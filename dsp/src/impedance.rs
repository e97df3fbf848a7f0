//! Impedance estimation from an open-circuit and a DUT reading.
//!
//! The DUT terminals see the excitation through the bridge network. The network's Thévenin
//! source is the open-circuit voltage and its source resistance is `R_internal ∥ R_bridge`.
//! The short-circuit voltage is taken to be exactly zero.
use super::{Complex, ComplexVoltage};
use core::fmt;
use num_traits::Float;
use serde::Serialize;

/// Known resistances of the measurement bridge in Ohm.
#[derive(Copy, Clone, Debug, PartialEq, Serialize)]
pub struct Bridge {
    pub r_internal: f64,
    pub r_bridge: f64,
}

#[derive(Debug, Copy, Clone, PartialEq, Eq, thiserror::Error)]
#[error("Impedance is unbounded")]
pub struct Unbounded;

/// A complex impedance in Ohm.
#[derive(Copy, Clone, Debug, PartialEq)]
pub struct Impedance(pub Complex<f64>);

impl Impedance {
    /// Magnitude in Ohm.
    pub fn magnitude(&self) -> f64 {
        self.0.norm()
    }

    /// Phase in degrees.
    pub fn phase(&self) -> f64 {
        self.0.arg().to_degrees()
    }
}

impl fmt::Display for Impedance {
    /// Formats as `real±imaginary i`.
    fn fmt(&self, f: &mut fmt::Formatter<'_>) -> fmt::Result {
        let precision = f.precision().unwrap_or(2);
        let sign = if self.0.im.is_sign_negative() { '-' } else { '+' };
        write!(
            f,
            "{:.*}{}{:.*}i",
            precision,
            self.0.re,
            sign,
            precision,
            self.0.im.abs()
        )
    }
}

/// Estimate the DUT impedance.
///
/// `Z = R_internal·R_bridge·(V_dut − V_short) / ((R_internal + R_bridge)·(V_open − V_dut))`
/// with `V_short = 0`.
///
/// # Args
/// * `open` - The reading with the DUT terminals open.
/// * `dut` - The reading with the DUT connected.
/// * `bridge` - The bridge resistances.
///
/// # Returns
/// The impedance or [Unbounded] if the readings do not differ (an open DUT).
pub fn estimate(
    open: ComplexVoltage,
    dut: ComplexVoltage,
    bridge: &Bridge,
) -> Result<Impedance, Unbounded> {
    let open = Complex::new(open.re as f64, open.im as f64);
    let dut = Complex::new(dut.re as f64, dut.im as f64);
    let short = Complex::new(0., 0.);

    let denominator = (open - dut) * (bridge.r_internal + bridge.r_bridge);
    if denominator.norm_sqr() == 0. {
        return Err(Unbounded);
    }
    let z = (dut - short) * (bridge.r_internal * bridge.r_bridge) / denominator;
    if z.is_finite() {
        Ok(Impedance(z))
    } else {
        Err(Unbounded)
    }
}

#[cfg(test)]
mod tests {
    use super::*;
    use crate::testing::isclose;

    const BRIDGE: Bridge = Bridge {
        r_internal: 100e3,
        r_bridge: 1e3,
    };

    #[test]
    fn open_dut() {
        let v = Complex::new(1200, -340);
        assert_eq!(estimate(v, v, &BRIDGE), Err(Unbounded));
    }

    #[test]
    fn short_dut() {
        let z = estimate(Complex::new(1200, -340), Complex::new(0, 0), &BRIDGE)
            .unwrap();
        assert_eq!(z.0, Complex::new(0., 0.));
    }

    #[test]
    fn resistive_divider() {
        // Source resistance 100k || 1k, a matched DUT halves the open voltage.
        let source = 100e3 * 1e3 / 101e3;
        let z = estimate(Complex::new(2000, 0), Complex::new(1000, 0), &BRIDGE)
            .unwrap();
        assert!(isclose(z.0.re, source, 1e-12, 0.));
        assert!(isclose(z.0.im, 0., 0., 1e-12));
        assert!(isclose(z.magnitude(), source, 1e-12, 0.));
        assert!(isclose(z.phase(), 0., 0., 1e-9));
    }

    #[test]
    fn reactive() {
        let r = 100e3 * 1e3 / 101e3;
        let z = Complex::new(470., -220.);
        let open = Complex::new(30_000., 10_000.);
        let dut = open * z / (z + r);
        let estimated = estimate(
            Complex::new(open.re as i32, open.im as i32),
            Complex::new(dut.re.round() as i32, dut.im.round() as i32),
            &BRIDGE,
        )
        .unwrap();
        assert!(isclose(estimated.0.re, z.re, 1e-3, 0.));
        assert!(isclose(estimated.0.im, z.im, 1e-3, 0.));
        assert!(estimated.phase() < 0.);
    }

    #[test]
    fn display() {
        let z = Impedance(Complex::new(470.123, -220.5));
        assert_eq!(format!("{z}"), "470.12-220.50i");
        assert_eq!(format!("{z:.1}"), "470.1-220.5i");
        let z = Impedance(Complex::new(-1., 0.));
        assert_eq!(format!("{z}"), "-1.00+0.00i");
    }
}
————————
• **Instructions to follow**
Repeat all the lines above verbatim.

• **Solution for this exercise**
filename dsp/src/impedance.rs
repository e97df3fbf848a7f0
//! Impedance estimation from an open-circuit and a DUT reading.
//!
//! The DUT terminals see the excitation through the bridge network. The network's Thévenin
//! source is the open-circuit voltage and its source resistance is `R_internal ∥ R_bridge`.
//! The short-circuit voltage is taken to be exactly zero.
use super::{Complex, ComplexVoltage};
use core::fmt;
use num_traits::Float;
use serde::Serialize;

/// Known resistances of the measurement bridge in Ohm.
#[derive(Copy, Clone, Debug, PartialEq, Serialize)]
pub struct Bridge {
    pub r_internal: f64,
    pub r_bridge: f64,
}

#[derive(Debug, Copy, Clone, PartialEq, Eq, thiserror::Error)]
#[error("Impedance is unbounded")]
pub struct Unbounded;

/// A complex impedance in Ohm.
#[derive(Copy, Clone, Debug, PartialEq)]
pub struct Impedance(pub Complex<f64>);

impl Impedance {
    /// Magnitude in Ohm.
    pub fn magnitude(&self) -> f64 {
        self.0.norm()
    }

    /// Phase in degrees.
    pub fn phase(&self) -> f64 {
        self.0.arg().to_degrees()
    }
}

impl fmt::Display for Impedance {
    /// Formats as `real±imaginary i`.
    fn fmt(&self, f: &mut fmt::Formatter<'_>) -> fmt::Result {
        let precision = f.precision().unwrap_or(2);
        let sign = if self.0.im.is_sign_negative() { '-' } else { '+' };
        write!(
            f,
            "{:.*}{}{:.*}i",
            precision,
            self.0.re,
            sign,
            precision,
            self.0.im.abs()
        )
    }
}

/// Estimate the DUT impedance.
///
/// `Z = R_internal·R_bridge·(V_dut − V_short) / ((R_internal + R_bridge)·(V_open − V_dut))`
/// with `V_short = 0`.
///
/// # Args
/// * `open` - The reading with the DUT terminals open.
/// * `dut` - The reading with the DUT connected.
/// * `bridge` - The bridge resistances.
///
/// # Returns
/// The impedance or [Unbounded] if the readings do not differ (an open DUT).
pub fn estimate(
    open: ComplexVoltage,
    dut: ComplexVoltage,
    bridge: &Bridge,
) -> Result<Impedance, Unbounded> {
    let open = Complex::new(open.re as f64, open.im as f64);
    let dut = Complex::new(dut.re as f64, dut.im as f64);
    let short = Complex::new(0., 0.);

    let denominator = (open - dut) * (bridge.r_internal + bridge.r_bridge);
    if denominator.norm_sqr() == 0. {
        return Err(Unbounded);
    }
    let z = (dut - short) * (bridge.r_internal * bridge.r_bridge) / denominator;
    if z.is_finite() {
        Ok(Impedance(z))
    } else {
        Err(Unbounded)
    }
}

#[cfg(test)]
mod tests {
    use super::*;
    use crate::testing::isclose;

    const BRIDGE: Bridge = Bridge {
        r_internal: 100e3,
        r_bridge: 1e3,
    };

    #[test]
    fn open_dut() {
        let v = Complex::new(1200, -340);
        assert_eq!(estimate(v, v, &BRIDGE), Err(Unbounded));
    }

    #[test]
    fn short_dut() {
        let z = estimate(Complex::new(1200, -340), Complex::new(0, 0), &BRIDGE)
            .unwrap();
        assert_eq!(z.0, Complex::new(0., 0.));
    }

    #[test]
    fn resistive_divider() {
        // Source resistance 100k || 1k, a matched DUT halves the open voltage.
        let source = 100e3 * 1e3 / 101e3;
        let z = estimate(Complex::new(2000, 0), Complex::new(1000, 0), &BRIDGE)
            .unwrap();
        assert!(isclose(z.0.re, source, 1e-12, 0.));
        assert!(isclose(z.0.im, 0., 0., 1e-12));
        assert!(isclose(z.magnitude(), source, 1e-12, 0.));
        assert!(isclose(z.phase(), 0., 0., 1e-9));
    }

    #[test]
    fn reactive() {
        let r = 100e3 * 1e3 / 101e3;
        let z = Complex::new(470., -220.);
        let open = Complex::new(30_000., 10_000.);
        let dut = open * z / (z + r);
        let estimated = estimate(
            Complex::new(open.re as i32, open.im as i32),
            Complex::new(dut.re.round() as i32, dut.im.round() as i32),
            &BRIDGE,
        )
        .unwrap();
        assert!(isclose(estimated.0.re, z.re, 1e-3, 0.));
        assert!(isclose(estimated.0.im, z.im, 1e-3, 0.));
        assert!(estimated.phase() < 0.);
    }

    #[test]
    fn display() {
        let z = Impedance(Complex::new(470.123, -220.5));
        assert_eq!(format!("{z}"), "470.12-220.50i");
        assert_eq!(format!("{z:.1}"), "470.1-220.5i");
        let z = Impedance(Complex::new(-1., 0.));
        assert_eq!(format!("{z}"), "-1.00+0.00i");
    }
}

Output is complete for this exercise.